Em janeiro, Bolsonaro e Macri debateram o acordo comercial entre o Mercosul e a União Europeia – empacado desde que as negociações começaram em 1999 –, além da flexibilização das regras do bloco sul-americano, que atualmente impede que países integrantes negociem individualmente acordos de livre comércio com outras nações.

O ministro da Casa Civil, Onyx Lorenzoni, comentou a estrutura do bloco ao lado de Bolsonaro, no dia 26 de maio: “O Brasil trabalha com os países membros do Mercosul em um acordo com a Comunidade Europeia, mas o Mercado Comum Europeu é muito complexo. É um acordo que pode render mais de US$ 60 bilhões ao Brasil. Estamos caminhando para esse trabalho de internacionalização e temos que trabalhar com países próximos e que tratam com respeito o empreendedor, e não as republiquetas”.

Reforma do Mercosul: economia e proximidade ideológica

Em abril, o ministro das Relações Exteriores, Ernesto Araújo, foi a Buenos Aires acertar a agenda de pauta da viagem de Bolsonaro à Argentina em reuniões com Macri e o chanceler local, Jorge Faurie.

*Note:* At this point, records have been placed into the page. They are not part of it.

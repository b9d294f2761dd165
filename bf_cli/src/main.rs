//! binforge CLI - build standalone executables of AI coding CLIs.

use clap::{Args, Parser, Subcommand};
use console::style;
use std::path::PathBuf;
use std::time::Duration;
use tokio_util::sync::CancellationToken;
use tracing_subscriber::EnvFilter;

use bf_core::{BuildOptions, PatchMode, Paths, Registry};

mod commands;
mod display;

#[derive(Parser)]
#[command(name = "binforge")]
#[command(about = "Download, patch and compile AI coding CLIs into standalone executables")]
#[command(version)]
struct Cli {
    /// Root directory for binforge data [default: ~/.binforge]
    #[arg(long, env = "BINFORGE_ROOT", global = true)]
    root: Option<PathBuf>,

    /// Log debug output from binforge
    #[arg(long, short, global = true)]
    verbose: bool,

    #[command(subcommand)]
    command: Commands,
}

#[derive(Subcommand)]
enum Commands {
    /// List the tools binforge can build
    Tools {
        /// Output as JSON
        #[arg(long)]
        json: bool,
    },

    /// List build targets
    Targets {
        /// Render output names for this tool (default: the first tool)
        #[arg(long)]
        tool: Option<String>,

        /// Only targets for this platform
        #[arg(long)]
        platform: Option<String>,

        /// Output as JSON
        #[arg(long)]
        json: bool,
    },

    /// Show the build target matching this machine
    Current,

    /// Download a tool's source package
    Download {
        /// Tool id
        tool: String,

        /// Version, dist-tag or release tag (default: latest)
        #[arg(long)]
        version: Option<String>,

        /// Download even when the cached copy is up to date
        #[arg(long)]
        force: bool,

        #[command(flatten)]
        network: NetworkArgs,
    },

    /// Build executables for one or more targets
    Build(BuildArgs),

    /// Remove prepared sources left next to a tool's entry point
    Clean {
        /// Tool id
        tool: String,

        /// Source directory (default: the downloaded source)
        #[arg(long)]
        source_dir: Option<PathBuf>,
    },

    /// Inspect or clear downloaded sources
    Cache {
        #[command(subcommand)]
        action: CacheAction,
    },
}

#[derive(Subcommand, Clone)]
pub enum CacheAction {
    /// List cached packages and their versions
    Status,

    /// Delete cached sources (all tools if none given)
    Clear {
        /// Tool id
        tool: Option<String>,
    },
}

#[derive(Args, Clone)]
pub struct NetworkArgs {
    /// Seconds to wait for a response or the next chunk of a download
    #[arg(long, env = "BINFORGE_DOWNLOAD_TIMEOUT", default_value = "60")]
    pub download_timeout: u64,

    /// Maximum redirects to follow per download
    #[arg(long, default_value = "10")]
    pub max_redirects: usize,
}

#[derive(Args, Clone)]
pub struct BuildArgs {
    /// Tool id
    pub tool: String,

    /// Target id (repeatable)
    #[arg(long = "target", short = 't')]
    pub targets: Vec<String>,

    /// Every target of one platform
    #[arg(long, conflicts_with_all = ["targets", "all", "current"])]
    pub platform: Option<String>,

    /// Every known target
    #[arg(long, conflicts_with_all = ["targets", "current"])]
    pub all: bool,

    /// The target matching this machine (default when nothing else is selected)
    #[arg(long, conflicts_with = "targets")]
    pub current: bool,

    /// Build from this directory instead of downloading
    #[arg(long)]
    pub source_dir: Option<PathBuf>,

    /// Output directory [default: <root>/dist]
    #[arg(long, short = 'o', env = "BINFORGE_OUT")]
    pub out: Option<PathBuf>,

    /// Source version to download (default: latest)
    #[arg(long)]
    pub version: Option<String>,

    /// Re-download the source even when cached
    #[arg(long)]
    pub force_download: bool,

    /// Compiler executable name
    #[arg(long, env = "BINFORGE_COMPILER", default_value = "bun")]
    pub compiler: String,

    /// Seconds before a compilation is killed
    #[arg(long, env = "BINFORGE_COMPILE_TIMEOUT", default_value = "600")]
    pub compile_timeout: u64,

    /// Build even when a required source patch does not apply
    #[arg(long)]
    pub lenient_patches: bool,

    /// Pass no --minify to the compiler
    #[arg(long)]
    pub no_minify: bool,

    /// Pass no --sourcemap to the compiler
    #[arg(long)]
    pub no_sourcemap: bool,

    /// Delete prepared sources after building
    #[arg(long)]
    pub clean: bool,

    #[command(flatten)]
    pub network: NetworkArgs,
}

impl NetworkArgs {
    fn apply(&self, options: &mut BuildOptions) {
        options.download_timeout = Duration::from_secs(self.download_timeout);
        options.max_redirects = self.max_redirects;
    }
}

impl BuildArgs {
    fn options(&self) -> BuildOptions {
        let mut options = BuildOptions {
            compiler: self.compiler.clone(),
            compile_timeout: Duration::from_secs(self.compile_timeout),
            patch_mode: if self.lenient_patches {
                PatchMode::Lenient
            } else {
                PatchMode::Strict
            },
            minify: !self.no_minify,
            sourcemap: !self.no_sourcemap,
            ..BuildOptions::default()
        };
        self.network.apply(&mut options);
        options
    }
}

fn default_root() -> PathBuf {
    dirs::home_dir()
        .unwrap_or_else(|| PathBuf::from("."))
        .join(".binforge")
}

fn init_logging(verbose: bool) {
    let filter = if verbose {
        EnvFilter::new("warn,bf_core=debug,bf_io=debug,binforge=debug")
    } else {
        EnvFilter::try_from_default_env().unwrap_or_else(|_| EnvFilter::new("warn"))
    };
    tracing_subscriber::fmt()
        .with_env_filter(filter)
        .with_writer(std::io::stderr)
        .with_target(false)
        .without_time()
        .init();
}

/// Cancels `token` on Ctrl-C so in-flight downloads and compilers stop and
/// clean up after themselves.
fn cancel_on_ctrl_c(token: CancellationToken) {
    tokio::spawn(async move {
        if tokio::signal::ctrl_c().await.is_ok() {
            eprintln!("\n{} cancelling...", style("==>").yellow().bold());
            token.cancel();
        }
    });
}

async fn run(cli: Cli) -> Result<(), bf_core::Error> {
    let registry = Registry::builtin()?;
    let paths = Paths::from_root(cli.root.unwrap_or_else(default_root));
    let cancel = CancellationToken::new();
    cancel_on_ctrl_c(cancel.clone());

    match cli.command {
        Commands::Tools { json } => commands::list::run_tools(&registry, json),
        Commands::Targets {
            tool,
            platform,
            json,
        } => commands::list::run_targets(&registry, tool.as_deref(), platform.as_deref(), json),
        Commands::Current => commands::list::run_current(&registry),
        Commands::Download {
            tool,
            version,
            force,
            network,
        } => {
            let mut options = BuildOptions::default();
            network.apply(&mut options);
            commands::download::run_download(
                &registry, &paths, &tool, version, force, &options, &cancel,
            )
            .await
        }
        Commands::Build(args) => {
            let options = args.options();
            commands::build::run_build(&registry, &paths, &args, options, cancel).await
        }
        Commands::Clean { tool, source_dir } => {
            commands::cache::run_clean(&registry, &paths, &tool, source_dir.as_deref())
        }
        Commands::Cache { action } => match action {
            CacheAction::Status => commands::cache::run_status(&paths),
            CacheAction::Clear { tool } => {
                commands::cache::run_clear(&registry, &paths, tool.as_deref())
            }
        },
    }
}

#[tokio::main]
async fn main() {
    let cli = Cli::parse();
    init_logging(cli.verbose);

    if let Err(e) = run(cli).await {
        eprintln!("{} {}", style("error:").red().bold(), e);
        std::process::exit(1);
    }
}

Na ocasião, Araújo reforçou a importância do livre comércio. Em palestra no Conselho Argentino de Relações Internacionais, também fez críticas à Venezuela, destacou o protagonismo do Brasil nas negociações do Grupo de Lima e pontuou: “Precisamos de um pacto de ideias, não apenas econômico. Com nossas ideias e valores, queremos uma região de democracia. Mas queremos coisas concretas, como grandes acordos que envolvem o Mercosul. Podemos, em curto prazo, fechar quatro grandes acordos: com a União Europeia, com o Canadá, com a Coreia e com o Nafta (Tratado Norte-Americano de Livre Comércio). Assim podemos seguir com novos horizontes e com a flexibilização, se for o caso”.

A jornalistas argentinos, o chanceler afirmou que a revisão de taxas de exportação em produtos exportados entre os países está com negociações avançadas. E citou ainda a necessidade de parcerias em acordos internacionais sobre direitos humanos, e no combate ao crime organizado. “Podemos ter uma grande abertura e conexão de valores fundamentais”, comentou.

Visita de Bolsonaro à Argentina: cooperação nuclear e energética

Quase às vésperas da viagem, em 23 de maio, aconteceu em Brasília uma reunião do Comitê Permanente de Política Nuclear Brasil-Argentina (CPPN). Os países são signatários há 25 anos de um tratado mútuo de não proliferação de armas nucleares.

Além do intercâmbio de informações sobre os programas nucleares, foi encaminhado um projeto de cooperação da construção do Reator Multipropósito Brasileiro com participação de uma empresa argentina, e o fornecimento de urânio enriquecido do Brasil para o país aliado.

Reforma do Mercosul e acordos energéticos podem significar vitórias para ambos os presidentes durante a viagem de Bolsonaro à Argentina.

Em Buenos Aires, o jornal El Cronista afirma ter obtido a informação de que podem ser assinados ou ocorrer o avanço de até três acordos energéticos durante a viagem de Bolsonaro à Argentina.

Usinas hidrelétricas Garabi e Panambi no Rio Uruguai

Um dos projetos busca destravar os estudos de construção de duas hidrelétricas na fronteira do Rio Grande do Sul com a Argentina, no Rio Uruguai: Garabi e Panambi. Em estudo desde 1972, o projeto foi interrompido em 2015, entre outros motivos, pelo impacto ambiental.

A execução seria da Eletrobras e da Ebisa, estatal argentina de energia. “O Tratado para o Aproveitamento dos Recursos Hídricos Compartilhados dos Trechos Limítrofes do Rio Uruguai e de seu Afluente o Rio Peperi-Guaçu, assinado em 17 de maio de 1980, entre o Brasil e a Argentina, prevê que as obras e a operação das usinas serão executadas pelas duas empresas”, esclarece a Eletrobras, em seu portal oficial."